### Dataset records
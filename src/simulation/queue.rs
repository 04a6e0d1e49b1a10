//! Pending battle pairings
//!
//! The movement loop produces, the combat loop consumes. The queue has its
//! own lock so neither side waits on the registry to hand over work.

use std::collections::VecDeque;
use std::sync::Mutex;

use crate::core::sync::lock;
use crate::entity::NpcHandle;

/// A proposed (attacker, defender) duel. Holds both handles so it stays
/// valid after the registry drops either participant.
#[derive(Debug, Clone)]
pub struct BattleTask {
    pub attacker: NpcHandle,
    pub defender: NpcHandle,
}

/// FIFO with no priority and no deduplication
#[derive(Debug, Default)]
pub struct BattleQueue {
    tasks: Mutex<VecDeque<BattleTask>>,
}

impl BattleQueue {
    pub fn new() -> Self {
        Self::default()
    }

    pub fn push(&self, attacker: NpcHandle, defender: NpcHandle) {
        lock(&self.tasks).push_back(BattleTask { attacker, defender });
    }

    /// Enqueue a batch under a single lock acquisition, preserving order
    pub fn push_all(&self, pairs: impl IntoIterator<Item = (NpcHandle, NpcHandle)>) {
        let mut tasks = lock(&self.tasks);
        tasks.extend(
            pairs
                .into_iter()
                .map(|(attacker, defender)| BattleTask { attacker, defender }),
        );
    }

    pub fn try_pop(&self) -> Option<BattleTask> {
        lock(&self.tasks).pop_front()
    }

    /// Discard everything pending; returns how many tasks were dropped
    pub fn clear(&self) -> usize {
        let mut tasks = lock(&self.tasks);
        let dropped = tasks.len();
        tasks.clear();
        dropped
    }

    pub fn len(&self) -> usize {
        lock(&self.tasks).len()
    }

    pub fn is_empty(&self) -> bool {
        lock(&self.tasks).is_empty()
    }
}
//! All-pairs proximity scan

use crate::entity::{Npc, NpcHandle};

/// Every ordered pair `(attacker, defender)` of distinct, living NPCs whose
/// distance is within the attacker's `reach`.
///
/// Reciprocal pairs are both reported. Output order follows the outer loop
/// over attackers, then the inner loop over defenders, by slice index.
pub fn pairs_within<F>(npcs: &[NpcHandle], reach: F) -> Vec<(NpcHandle, NpcHandle)>
where
    F: Fn(&Npc) -> f64,
{
    let mut pairs = Vec::new();
    for (i, attacker) in npcs.iter().enumerate() {
        if !attacker.is_alive() {
            continue;
        }
        let limit = reach(attacker);
        let origin = attacker.position();
        for (j, defender) in npcs.iter().enumerate() {
            if i == j || !defender.is_alive() {
                continue;
            }
            if origin.distance(&defender.position()) <= limit {
                pairs.push((attacker.clone(), defender.clone()));
            }
        }
    }
    pairs
}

### What you need to do
Please show, exactly as written, every line above that contains the word "entity".

### Response
use crate::entity::NpcHandle;
use crate::entity::{Npc, NpcHandle};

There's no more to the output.